Déjà l'équipe de Javier Sellanes aurait pré-identifié pas moins d'une centaine d'espèces, parmi lesquelles des coraux de grandes profondeurs et des éponges marines. Ou cette galathée, un crustacé décapode dont les espèces sont très diversifiées (Michel Segonzac étant sans doute le découvreur de la plus surprenante d'entre elles, la galathée yéti Kiwa hirsuta en 2005, au sud de l'île de Pâques).

Les échantillons remontés à la surface font désormais l'objet d'analyses, notamment génétiques, pour déterminer s'il s'agit effectivement de nouvelles espèces.

Une galathée nichée dans un corail, à une profondeur de 669 mètres sur le mont sous-marin JF2.

Une galathée nichée dans un corail à une profondeur de 669 mètres.

"Solito", montagne des abysses

La superficie couverte par l'expédition est considérable, de l'ordre de 53.000 km2. Cette amplitude a permis aux scientifiques d'explorer dans les eaux chiliennes quatre montagnes sous-marines, dont il ont surnommé la plus grande "Solito".

"La mission a dépassé toutes nos espérance, se réjouit Sellanes dans le communiqué de presse de l'institut océanographique Schmidt.
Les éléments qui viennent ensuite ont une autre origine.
//! In-memory EPUB fixtures shared by the integration tests

#![allow(dead_code)]

use std::io::{Cursor, Write};
use zip::write::{SimpleFileOptions, ZipWriter};
use zip::CompressionMethod;

pub const CONTAINER: &str = r#"<?xml version="1.0" encoding="UTF-8"?>
<container version="1.0" xmlns="urn:oasis:names:tc:opendocument:xmlns:container">
  <rootfiles>
    <rootfile full-path="OEBPS/content.opf" media-type="application/oebps-package+xml"/>
  </rootfiles>
</container>"#;

pub const EPUB3_OPF: &str = r#"<?xml version="1.0" encoding="UTF-8"?>
<package xmlns="http://www.idpf.org/2007/opf" version="3.0" unique-identifier="bookid">
  <metadata xmlns:dc="http://purl.org/dc/elements/1.1/">
    <dc:identifier id="bookid">urn:uuid:0b7a7c1e-3f6d-4c2e-9a55-000000000001</dc:identifier>
    <dc:title>The Test Book</dc:title>
    <dc:language>en</dc:language>
    <dc:creator>Jane Doe</dc:creator>
    <dc:publisher>Fixture Press</dc:publisher>
    <dc:date>2016-08-01</dc:date>
    <dc:subject>Fiction, Adventure</dc:subject>
    <meta property="dcterms:modified">2016-08-02T10:00:00Z</meta>
  </metadata>
  <manifest>
    <item id="nav" href="nav.xhtml" media-type="application/xhtml+xml" properties="nav"/>
    <item id="ncx" href="toc.ncx" media-type="application/x-dtbncx+xml"/>
    <item id="ch1" href="Text/ch1.xhtml" media-type="application/xhtml+xml"/>
    <item id="ch2" href="Text/ch2.xhtml" media-type="application/xhtml+xml"/>
  </manifest>
  <spine toc="ncx">
    <itemref idref="ch1"/>
    <itemref idref="ch2"/>
  </spine>
</package>"#;

pub const NAV: &str = r#"<?xml version="1.0" encoding="UTF-8"?>
<html xmlns="http://www.w3.org/1999/xhtml" xmlns:epub="http://www.idpf.org/2007/ops">
<body>
  <nav epub:type="toc">
    <ol>
      <li><a href="Text/ch1.xhtml">1. The Beginning</a></li>
      <li><a href="Text/ch2.xhtml#middle">2. The End</a></li>
    </ol>
  </nav>
</body>
</html>"#;

pub const NCX: &str = r#"<?xml version="1.0" encoding="UTF-8"?>
<ncx xmlns="http://www.daisy.org/z3986/2005/ncx/" version="2005-1">
  <navMap>
    <navPoint id="p1" playOrder="1">
      <navLabel><text>NCX One</text></navLabel>
      <content src="Text/ch1.xhtml"/>
    </navPoint>
    <navPoint id="p2" playOrder="2">
      <navLabel><text>NCX Two</text></navLabel>
      <content src="Text/ch2.xhtml"/>
    </navPoint>
  </navMap>
</ncx>"#;

pub const CH1: &str = "<html><body><p>It begins.</p></body></html>";
pub const CH2: &str = "<html><body><p id=\"middle\">It ends.</p></body></html>";

/// Builds a zipped EPUB in memory
pub struct EpubBuilder {
    entries: Vec<(String, Vec<u8>)>,
}

impl EpubBuilder {
    /// Archive with only the `mimetype` entry
    pub fn new() -> Self {
        Self {
            entries: vec![("mimetype".into(), b"application/epub+zip".to_vec())],
        }
    }

    /// Complete EPUB 3 book advertising both a nav document and an NCX
    pub fn epub3() -> Self {
        Self::new()
            .entry("META-INF/container.xml", CONTAINER)
            .entry("OEBPS/content.opf", EPUB3_OPF)
            .entry("OEBPS/nav.xhtml", NAV)
            .entry("OEBPS/toc.ncx", NCX)
            .entry("OEBPS/Text/ch1.xhtml", CH1)
            .entry("OEBPS/Text/ch2.xhtml", CH2)
    }

    /// Add or replace an entry
    pub fn entry(mut self, name: &str, data: impl AsRef<[u8]>) -> Self {
        self.entries.retain(|(n, _)| n != name);
        self.entries.push((name.to_string(), data.as_ref().to_vec()));
        self
    }

    /// Drop an entry
    pub fn without(mut self, name: &str) -> Self {
        self.entries.retain(|(n, _)| n != name);
        self
    }

    pub fn build(self) -> Vec<u8> {
        let mut zip = ZipWriter::new(Cursor::new(Vec::new()));
        for (name, data) in &self.entries {
            let options = if name == "mimetype" {
                SimpleFileOptions::default().compression_method(CompressionMethod::Stored)
            } else {
                SimpleFileOptions::default()
            };
            zip.start_file(name.as_str(), options).unwrap();
            zip.write_all(data).unwrap();
        }
        zip.finish().unwrap().into_inner()
    }
}

pub fn init_logger() {
    let _ = env_logger::builder().is_test(true).try_init();
}
//! Owned XML element tree with resolved namespaces

use quick_xml::events::{BytesStart, Event};
use quick_xml::name::ResolveResult;
use quick_xml::NsReader;
use std::io::BufRead;

use crate::error::{Error, Result};

/// XML node
#[derive(Clone, Debug)]
pub enum XmlNode {
    /// Element node
    Element(XmlElement),
    /// Text or CDATA, already unescaped
    Text(String),
}

/// XML element with attributes and children
#[derive(Clone, Debug)]
pub struct XmlElement {
    /// Qualified name as written in the document (e.g., "dc:title")
    pub name: String,
    /// Namespace URI the element's prefix resolves to
    pub namespace: Option<String>,
    /// Attributes as (name, value) pairs, values unescaped
    pub attributes: Vec<(String, String)>,
    /// Child nodes in document order
    pub children: Vec<XmlNode>,
}

/// A parsed XML document
#[derive(Clone, Debug)]
pub struct XmlDocument {
    root: XmlElement,
}

impl XmlDocument {
    /// Parse a document from a string
    pub fn parse(xml: &str) -> Result<Self> {
        let xml = xml.strip_prefix('\u{feff}').unwrap_or(xml);
        let mut reader = NsReader::from_str(xml);
        let mut buf = Vec::new();

        loop {
            let (resolved, event) = reader.read_resolved_event_into(&mut buf)?;
            let namespace = namespace_uri(resolved);
            match event {
                Event::Start(e) => {
                    let root = XmlElement::from_reader(&mut reader, &e, namespace)?;
                    return Ok(Self { root });
                }
                Event::Empty(e) => {
                    let root = XmlElement::from_empty(&e, namespace);
                    return Ok(Self { root });
                }
                Event::Eof => return Err(Error::InvalidDocument("no root element".into())),
                _ => {}
            }
            buf.clear();
        }
    }

    /// The document element
    pub fn root(&self) -> &XmlElement {
        &self.root
    }
}

impl XmlElement {
    /// Read a complete element from XML reader (starting after the start tag was read)
    fn from_reader<R: BufRead>(
        reader: &mut NsReader<R>,
        start: &BytesStart,
        namespace: Option<String>,
    ) -> Result<Self> {
        let mut element = Self::from_empty(start, namespace);
        let mut buf = Vec::new();

        loop {
            let (resolved, event) = reader.read_resolved_event_into(&mut buf)?;
            let namespace = namespace_uri(resolved);
            match event {
                Event::Start(e) => {
                    let child = Self::from_reader(reader, &e, namespace)?;
                    element.children.push(XmlNode::Element(child));
                }
                Event::Empty(e) => {
                    let child = Self::from_empty(&e, namespace);
                    element.children.push(XmlNode::Element(child));
                }
                Event::Text(t) => {
                    let text = unescape_lenient(&t);
                    if !text.is_empty() {
                        element.children.push(XmlNode::Text(text));
                    }
                }
                Event::CData(c) => {
                    let text = String::from_utf8_lossy(&c).to_string();
                    element.children.push(XmlNode::Text(text));
                }
                Event::End(_) => break,
                Event::Eof => return Err(Error::InvalidDocument("Unexpected EOF".into())),
                _ => {}
            }
            buf.clear();
        }

        Ok(element)
    }

    /// Create from a start or empty tag, without children
    fn from_empty(e: &BytesStart, namespace: Option<String>) -> Self {
        let name = String::from_utf8_lossy(e.name().as_ref()).to_string();
        let attributes = e
            .attributes()
            .filter_map(|a| a.ok())
            .map(|a| {
                (
                    String::from_utf8_lossy(a.key.as_ref()).to_string(),
                    unescape_lenient(&a.value),
                )
            })
            .collect();

        Self {
            name,
            namespace,
            attributes,
            children: Vec::new(),
        }
    }

    /// Prefix portion of the qualified name
    pub fn prefix(&self) -> Option<&str> {
        self.name.split_once(':').map(|(prefix, _)| prefix)
    }

    /// Local portion of the qualified name
    pub fn local_name(&self) -> &str {
        self.name
            .split_once(':')
            .map(|(_, local)| local)
            .unwrap_or(&self.name)
    }

    /// Get an attribute value by its qualified name
    pub fn attr(&self, name: &str) -> Option<&str> {
        self.attributes
            .iter()
            .find(|(key, _)| key == name)
            .map(|(_, value)| value.as_str())
    }

    /// Child elements
    pub fn elements(&self) -> impl Iterator<Item = &XmlElement> {
        self.children.iter().filter_map(|child| match child {
            XmlNode::Element(e) => Some(e),
            XmlNode::Text(_) => None,
        })
    }

    /// Text of this element and all descendants, concatenated
    pub fn text(&self) -> String {
        let mut out = String::new();
        self.collect_text(&mut out);
        out
    }

    fn collect_text(&self, out: &mut String) {
        for child in &self.children {
            match child {
                XmlNode::Text(t) => out.push_str(t),
                XmlNode::Element(e) => e.collect_text(out),
            }
        }
    }

    /// Text nodes directly under this element, concatenated
    pub fn own_text(&self) -> String {
        self.children
            .iter()
            .filter_map(|child| match child {
                XmlNode::Text(t) => Some(t.as_str()),
                XmlNode::Element(_) => None,
            })
            .collect()
    }
}

/// Unescape text or attribute content.
///
/// XHTML navigation documents routinely use HTML named entities that plain
/// XML does not define. Every known entity is decoded; unknown ones stay as
/// written.
pub(crate) fn unescape_lenient(raw: &[u8]) -> String {
    let raw = String::from_utf8_lossy(raw);
    html_escape::decode_html_entities(&raw).into_owned()
}

fn namespace_uri(resolved: ResolveResult) -> Option<String> {
    match resolved {
        ResolveResult::Bound(ns) => Some(String::from_utf8_lossy(ns.into_inner()).into_owned()),
        ResolveResult::Unbound | ResolveResult::Unknown(_) => None,
    }
}
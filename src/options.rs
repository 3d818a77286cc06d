//! Extraction options

/// Options controlling how an EPUB is read
#[derive(Clone, Copy, Debug, PartialEq, Eq)]
pub struct ExtractOptions {
    /// Fail with [`Error::NotEpub`](crate::Error::NotEpub) when the
    /// `mimetype` entry is present but wrong, instead of only logging it
    pub strict_mimetype: bool,
    /// Drop navigation entries labelled like front matter (`"i. Preface"`)
    pub skip_front_matter: bool,
    /// Strip a leading `"<number>. "` from navigation entry titles
    pub strip_chapter_numbers: bool,
}

impl Default for ExtractOptions {
    fn default() -> Self {
        Self {
            strict_mimetype: false,
            skip_front_matter: true,
            strip_chapter_numbers: true,
        }
    }
}

impl ExtractOptions {
    /// Default options
    pub fn new() -> Self {
        Self::default()
    }

    /// Set strict mimetype checking
    pub fn strict_mimetype(mut self, strict: bool) -> Self {
        self.strict_mimetype = strict;
        self
    }

    /// Set front-matter filtering
    pub fn skip_front_matter(mut self, skip: bool) -> Self {
        self.skip_front_matter = skip;
        self
    }

    /// Set chapter-number stripping
    pub fn strip_chapter_numbers(mut self, strip: bool) -> Self {
        self.strip_chapter_numbers = strip;
        self
    }
}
On s'attend toujours à découvrir de nouvelles espèces dans ces lieux reculés et peu explorés. Mais l'abondance et la quantité de la faune que nous avons trouvée est à couper le souffle."

Cette efflorescence de vie n'est pas une surprise pour Michel Segonzac : "Au large du Chili, le courant sous-marin de Humboldt, venu du sud, draine quantité de nutriments. Ce courant de surface alimente une telle masse de faune que ce qui tombe vers le fond fournit beaucoup de nourriture à la faune benthique", qui vit sur le plancher océanique.

Les images rapportées par la mission sont dignes d'Avatar... sauf qu'elles sont réelles. Elles n'en sont que plus émouvantes et rappellent l'étonnante biodiversité des océans, qui demeure largement inconnue.

Voici environ dix ans, le programme de recherche Census of Marine Life estimait déjà que le nombre d'espèces marines connues était de 250.000, et qu'il en resterait entre un et 10 millions à découvrir.

Encore préservées, ces espèces sont-elles désormais menacées ? Plusieurs acteurs industriels, mais aussi étatiques, projettent d'exploiter des minerais des grands fonds. Mais les scientifiques s'inquiètent des conséquences que pourraient avoir pour la faune le labourage de ses lieux jusqu'à présent inviolés. Un code minier rédigé par l'Autorité internationale des fonds marins doit donner les règles de cette aventure aux relents hasardeux. Il est attendu pour 2025.